Randall silbó y los mercenarios se detuvieron en seco.
—¿Y bien, a dónde crees que fue? ¿Es lo suficientemente inteligente para habernos montado una trampa? —preguntó con ceño fruncido al híbrido, quien cumplía su función de rastreador.
Uruz asintió:
—Sí. Pero es mejor que no intentemos desviarnos en busca de un mejor camino. Con esta niebla perderíamos su pista y, sin saber dónde está, podríamos terminar con la criatura a nuestras espaldas. Mejor será que continuemos siguiendo su rastro, o que abandonemos por completo y demos media vuelta.
Randall volteó y miró a sus hombres.
—¿Y bien? —preguntó—. Podemos volver al campamento y reanudar la búsqueda en la mañana, pero es posible que perdamos a la bestia por completo.
—Si dejamos que esa “cosa” se escape, los chicos no podrán irse al otro lado en paz —dijo Oleg, refiriéndose a los compañeros que habían perdido en la primera batalla contra la bestia, mientras lanzaba un sonoro escupitajo.
Hubo cabeceos y voces de aprobación entre los demás miembros de la Compañía.
—¡Muévanse, haraganes! —ordenó Randall—. Listas las armas y aligeren el paso.
Y prosiguieron a pesar del frío de la noche, que se hacía más insoportable, y la oscuridad del bosque empezaba a despertar los miedos internos de más de uno.
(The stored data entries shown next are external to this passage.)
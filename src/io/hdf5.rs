/// Read / write per-event truth and reco records as HDF5 compound tables

use std::path::Path;

use ndarray::Array1;

use crate::samples::Param;

pub fn read_table<T: hdf5::H5Type>(filename: &dyn AsRef<Path>, dataset: &str) -> hdf5::Result<Array1<T>> {
    let file = ::hdf5::File::open(filename)?;
    let dataset = file.dataset(dataset)?;
    dataset.read_1d::<T>()
}

/// Write `data` to `dataset` in a newly-created `filename`. `dataset` may
/// contain `/`-separated groups, which are created as needed.
pub fn write_table<T: hdf5::H5Type>(filename: &dyn AsRef<Path>, dataset: &str, data: &[T]) -> hdf5::Result<()> {
    let file = ::hdf5::File::create(filename)?;
    write_into(&file, dataset, data)
}

/// Write several datasets into a single newly-created file
pub fn write_tables<'d, T, I>(filename: &dyn AsRef<Path>, datasets: I) -> hdf5::Result<()>
where
    T: hdf5::H5Type + 'd,
    I: IntoIterator<Item = (String, &'d [T])>,
{
    let file = ::hdf5::File::create(filename)?;
    for (name, data) in datasets {
        write_into(&file, &name, data)?;
    }
    Ok(())
}

fn write_into<T: hdf5::H5Type>(file: &hdf5::File, dataset: &str, data: &[T]) -> hdf5::Result<()> {
    let (groups, name) = match dataset.rsplit_once('/') {
        Some((groups, name)) => (Some(groups), name),
        None                 => (None        , dataset),
    };
    let group = match groups {
        Some(path) => match file.group(path) {
            Ok(group) => group,
            Err(_)    => file.create_group(path)?,
        },
        None => file.group("/")?,
    };
    group
        .new_dataset_builder()
        .with_data(data)
        .create(name)?;
    Ok(())
}

/// Names of the datasets directly inside `group`; none if there is no such
/// group
pub fn dataset_names(filename: &dyn AsRef<Path>, group: &str) -> hdf5::Result<Vec<String>> {
    let file = ::hdf5::File::open(filename)?;
    if !file.link_exists(group) { return Ok(vec![]) }
    let group = file.group(group)?;
    Ok(group.datasets()?.iter()
       .filter_map(|d| d.name().rsplit('/').next().map(str::to_string))
       .collect())
}

// --------------------------------------------------------------------------------

/// Event truth, as far as priors are concerned: true vertex, time and the
/// event's weight.
#[derive(hdf5::H5Type, Clone, Copy, PartialEq, Debug)]
#[repr(C)]
pub struct Truth {
    pub x: f32,
    pub y: f32,
    pub z: f32,
    pub time: f32,
    pub weight: f32,
}

/// One reconstruction's estimate of an event's vertex and time
#[derive(hdf5::H5Type, Clone, Copy, PartialEq, Debug)]
#[repr(C)]
pub struct RecoEvent {
    pub x: f32,
    pub y: f32,
    pub z: f32,
    pub time: f32,
    pub fit_status: i8,
}

/// Access to the reconstructed (or true) parameters of an event record
pub trait Params {
    fn param(&self, param: Param) -> f32;
}

macro_rules! impl_params {
    ($type:ty) => {
        impl Params for $type {
            fn param(&self, param: Param) -> f32 {
                match param {
                    Param::X    => self.x,
                    Param::Y    => self.y,
                    Param::Z    => self.z,
                    Param::Time => self.time,
                }
            }
        }
    };
}

impl_params!(Truth);
impl_params!(RecoEvent);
La arboleda se iba haciendo más aterradora y agorera, como si los invitase a retroceder, a volver a la falsa sensación de seguridad que proporcionan las murallas de la civilización. Más adelante el sonido del arroyo se hacía más fuerte, y los hombres comenzaron a temblar al darse cuenta que estaban demasiado cerca del maldito Bosque de la Carne, al que nadie en su sano juicio se atrevía a entrar.
—¿Qué crees que será esa cosa que estamos siguiendo? —preguntó en voz baja Bran, uno de los más jóvenes en la Compañía, tratando de romper la tensión.
—Y yo que sé, alguna de esas criaturas que viven en el Bosque de la Carne, supongo —respondió el mercenario del mostacho.
—Pero esas cosas nunca habían llegado tan al norte. ¡Estaba en Valeholm, por el sol! —exclamó Bran mientras evocaba una silenciosa plegaria al dios-sol.
—Quizá la guerra los atrae. Hay demasiados cadáveres en los caminos, y esas cosas comen muertos, ¿no? Entre la Plaga y la guerra tienen para darse un festín por tres generaciones enteras —dijo otro, que llevaba un yelmo que cubría por completo su rostro.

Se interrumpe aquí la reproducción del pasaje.